MOSTEFA HADDAD, UNIVERSITAIRE ET CHERCHEUR, À “LIBERTÉ”
“Conjuguer les sources pour prendre en charge l’écriture de notre histoire”
Par : Rachid HamatouInvité par les initiateurs du colloque consacré à la recherche et études sur l’histoire de l’Algérie durant les 50 ans d’indépendance, Mostefa Haddad, enseignant d’histoire à l’université de Batna, revient dans cet entretien sur la recherche universitaire en Algérie dans le domaine de l’écriture de l’histoire.
Liberté : Peut-on quantifier la somme des travaux, ramassée depuis l’indépendance jusqu'à nos jours au sein de l’institution universitaire algérienne ?
Mostefa Haddad : Il y a une tendance qui se dessine dans la sphère de la recherche en matière de l’écriture de l’histoire et qui consiste à considérer les différents témoignages écrits ou oraux des moudjahidine comme seule source exclusive de vérité. Il s’avère donc nécessaire de voir d’autres aspects et d’autres sources, d’autres apports pour une écriture plus variée.
Est-il normal que l’essentiel des références sur la guerre d’indépendance soit essentiellement l’œuvre universitaire d’historiens français ?
Suite aux débats soulevés lors de ce colloque à la fois par les étudiants et les intervenants, des signaux clairs nous disent qu’il est impératif de conjuguer différentes sources (témoignages, écrits, différents supports) pour prendre en charge nous-mêmes l’écriture de notre histoire, sans pour autant l’interdire aux autres ; l’exclusivisme est dévastateur. En filigrane et après avoir assisté à de nombreuses manifestations, je déduis que le cérémonial n’est pas concluant quant à faire émerger une école d’histoire digne d’un pays à la recherche de son identité.

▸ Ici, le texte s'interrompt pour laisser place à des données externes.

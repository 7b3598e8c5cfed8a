pub mod clock;
pub mod controller;
pub mod error;
pub mod format;
pub mod guidance;
pub mod state;
pub mod types;
pub mod view;

pub use clock::{Clock, ManualClock, SystemClock};
pub use controller::{
    ControllerOptions, EndReason, EndedSession, ExerciseSessionController, SessionEvent,
    TickEffect,
};
pub use error::{ParseEnumError, SessionAction, TransitionError};
pub use format::{format_elapsed, format_remaining, pattern_summary};
pub use guidance::{pre_exercise_tips, recovery_window, type_config, TypeConfig};
pub use state::{ExerciseSession, PreChecklist, SessionPhase, TickOutcome};
pub use types::{BgResponse, BgSeverity, ChecklistItem, ExerciseType, Intensity, PhaseKind};
pub use view::{ChecklistRow, SessionView, ViewContext};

On entend souvent l’expression “Algérie, jeune nation”. Est-elle si jeune que ça, alors que des archéologues algériens parlent d’Algérie millénaire ?
Pour pouvoir analyser le sujet, en consultant les différents partenaires et antagonistes, depuis les années 1940, il a été écrit notamment que l’Algérie est une nation en état de formation. Peut-on se hasarder à se prononcer sur l’élaboration de l’identité de cette nation ? Pour les chercheurs en sciences humaines et sociales, ce genre d’interrogations et problématiques est ce qui pousse à être au diapason du savoir et de la culture.
Ces deux points sont l’ossature principale de toute recherche loin du charlatanisme et de “l’apeuprisme”, car ce genre de discours est dangereux et nous égare.
Et outre le savoir et la science ?
Je ne vous apprends rien et je refuse de défoncer des portes ouvertes, mais le facteur moyens financiers reste déterminant. Pour assurer une accumulation d’écrits de qualité de l’histoire de notre pays, notamment ceux de la guerre de libération, les pouvoirs publics approuvent des sommes et des budgets colossaux distribués à tort et à travers pour dire qu’on écrit l’histoire. Cette manière de faire pervertit une production et une réflexion sereine, objective et crédible, pour la simple raison que, souvent, cette tâche est attribuée à des non-spécialistes, quand bien même ils seraient animés de bonnes intentions, cela ne suffit pas. Il est nécessaire de rappeler les fonctions de l’Etat, qui n’a pas un rôle de tiroir-caisse.
Que préconisez-vous ?
Nous avons des institutions destinées à produire des écrits académiques, donc qui répondent aux normes. Travailler en dehors de ces institutions, c’est produire l’inverse et décrédibiliser ce champ sensible de savoir qui est l’histoire.